Pull out each line of the data that includes the word "JsonObject".

•••••

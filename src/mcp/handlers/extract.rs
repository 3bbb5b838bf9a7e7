//! Handler for the `extract_pdf_text` tool.

use std::sync::Arc;

use crate::processing::ProcessingService;
use rmcp::{
    ErrorData as McpError,
    model::{CallToolResult, JsonObject},
};
use serde::Deserialize;

use super::{parse_arguments, require_non_empty};

/// Request payload shared by the PDF tools.
#[derive(Debug, Deserialize)]
#[serde(deny_unknown_fields)]
pub(crate) struct SourceToolRequest {
    /// Local path or http(s) URL of the PDF.
    pub(crate) source: String,
}

/// Handle `extract_pdf_text`. Extraction failures are reported in the payload, not as errors.
pub(crate) async fn handle_extract(
    processing: &Arc<ProcessingService>,
    arguments: Option<JsonObject>,
) -> Result<CallToolResult, McpError> {
    let args: SourceToolRequest = parse_arguments(arguments)?;
    require_non_empty("source", &args.source)?;

    let document = processing.extract_pdf(args.source.trim()).await;
    let payload = serde_json::to_value(&document)
        .map_err(|err| McpError::internal_error(err.to_string(), None))?;
    Ok(CallToolResult::structured(payload))
}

•••••

● **SOLUTION**:
    model::{CallToolResult, JsonObject},
    arguments: Option<JsonObject>,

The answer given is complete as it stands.